[Given information]
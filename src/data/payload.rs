use serde::{Deserialize, Deserializer, Serialize};
use validator::{Validate, ValidateUrl, ValidationError};

use crate::entity::user::Gender;

/// An optional profile attribute as it arrived in a request body.
///
/// `Unset` means the key was absent and the stored value must be left alone,
/// `Clear` means the client asked for the value to be removed (explicit `null`,
/// or a blank string for text fields), `Value` carries the replacement.
#[derive(Debug, Clone, PartialEq, Eq, Serialize)]
pub enum Field<T> {
    Unset,
    Clear,
    Value(T),
}

impl<T> Default for Field<T> {
    fn default() -> Self {
        Field::Unset
    }
}

impl<'de, T> Deserialize<'de> for Field<T>
where
    T: Deserialize<'de>,
{
    fn deserialize<D>(deserializer: D) -> Result<Self, D::Error>
    where
        D: Deserializer<'de>,
    {
        // only reached when the key is present; absence is `#[serde(default)]`
        Ok(match Option::<T>::deserialize(deserializer)? {
            Some(value) => Field::Value(value),
            None => Field::Clear,
        })
    }
}

impl<T> Field<T> {
    /// Resolve against the currently stored value.
    pub fn apply(self, current: Option<T>) -> Option<T> {
        match self {
            Field::Unset => current,
            Field::Clear => None,
            Field::Value(value) => Some(value),
        }
    }

    /// The value to store when creating a record, where there is nothing to keep.
    pub fn into_option(self) -> Option<T> {
        self.apply(None)
    }
}

impl Field<String> {
    /// Trim text; a value that is blank after trimming becomes `Clear`.
    pub fn trimmed(self) -> Field<String> {
        match self {
            Field::Value(value) => {
                let value = value.trim();
                if value.is_empty() {
                    Field::Clear
                } else {
                    Field::Value(value.to_string())
                }
            }
            other => other,
        }
    }
}

/// A user create/update body in canonical field names.
///
/// Built by [`crate::data::alias::canonicalize`], never straight from the wire.
#[derive(Debug, Default, Deserialize, Validate)]
#[serde(default)]
pub struct UserPayload {
    #[validate(length(min = 1, max = 150))]
    pub username: Option<String>,
    #[validate(custom(function = "validate_password"))]
    pub password: Option<String>,
    #[validate(length(min = 1, max = 100))]
    pub name: Option<String>,
    #[validate(email)]
    pub email: Option<String>,
    #[validate(custom(function = "validate_college"))]
    pub college_name: Field<String>,
    #[validate(custom(function = "validate_year"))]
    pub year: Field<i32>,
    pub gender: Field<Gender>,
    #[validate(custom(function = "validate_link"))]
    pub linkedin_url: Field<String>,
    #[validate(custom(function = "validate_link"))]
    pub github_url: Field<String>,
    pub is_beginner: Option<bool>,
    /// Legacy comma-separated skill text.
    pub skills: Option<String>,
    #[validate(custom(function = "validate_skill_names"))]
    pub known_skills: Option<Vec<String>>,
    #[validate(custom(function = "validate_skill_names"))]
    pub desired_skills: Option<Vec<String>>,
    #[validate(nested)]
    pub hackathon_experiences: Option<Vec<ExperiencePayload>>,
}

#[derive(Debug, Default, Clone, Deserialize, Validate)]
#[serde(default)]
pub struct ExperiencePayload {
    #[validate(length(max = 200))]
    pub organizer_name: Option<String>,
    #[validate(length(max = 200))]
    pub hackathon_name: Option<String>,
    #[validate(length(max = 1000))]
    pub description: Option<String>,
    #[validate(length(max = 500))]
    pub achievements: Option<String>,
}

/// A hackathon experience that passed the organizer/hackathon rule.
#[derive(Debug, Clone, PartialEq, Eq)]
pub struct NewExperience {
    pub organizer_name: String,
    pub hackathon_name: String,
    pub description: Option<String>,
    pub achievements: Option<String>,
}

impl ExperiencePayload {
    /// `None` when organizer or hackathon name is blank; such entries are dropped.
    pub fn accepted(&self) -> Option<NewExperience> {
        let organizer_name = trimmed(&self.organizer_name)?;
        let hackathon_name = trimmed(&self.hackathon_name)?;

        Some(NewExperience {
            organizer_name,
            hackathon_name,
            description: trimmed(&self.description),
            achievements: trimmed(&self.achievements),
        })
    }
}

fn trimmed(value: &Option<String>) -> Option<String> {
    value
        .as_deref()
        .map(str::trim)
        .filter(|v| !v.is_empty())
        .map(str::to_string)
}

pub const MIN_PASSWORD_LENGTH: usize = 6;
pub const MAX_SKILL_NAME_LENGTH: usize = 100;

fn validate_password(password: &String) -> Result<(), ValidationError> {
    // empty means "keep the current password" on update
    if !password.is_empty() && password.chars().count() < MIN_PASSWORD_LENGTH {
        return Err(ValidationError::new("length"));
    }
    Ok(())
}

fn validate_college(college: &Field<String>) -> Result<(), ValidationError> {
    match college {
        Field::Value(value) if value.trim().chars().count() > 100 => {
            Err(ValidationError::new("length"))
        }
        _ => Ok(()),
    }
}

fn validate_year(year: &Field<i32>) -> Result<(), ValidationError> {
    match year {
        Field::Value(value) if !(0..=i32::from(i16::MAX)).contains(value) => {
            Err(ValidationError::new("range"))
        }
        _ => Ok(()),
    }
}

fn validate_link(link: &Field<String>) -> Result<(), ValidationError> {
    match link {
        Field::Value(value) if !value.trim().is_empty() => {
            let link = value.trim();
            if link.validate_url() && link.len() <= 200 {
                Ok(())
            } else {
                Err(ValidationError::new("url"))
            }
        }
        _ => Ok(()),
    }
}

fn validate_skill_names(names: &Vec<String>) -> Result<(), ValidationError> {
    if names
        .iter()
        .any(|name| name.trim().chars().count() > MAX_SKILL_NAME_LENGTH)
    {
        return Err(ValidationError::new("length"));
    }
    Ok(())
}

[Task prompt] Which lines of the data contain "update"? Copy them all.

[Finished exercise]
/// A user create/update body in canonical field names.
    // empty means "keep the current password" on update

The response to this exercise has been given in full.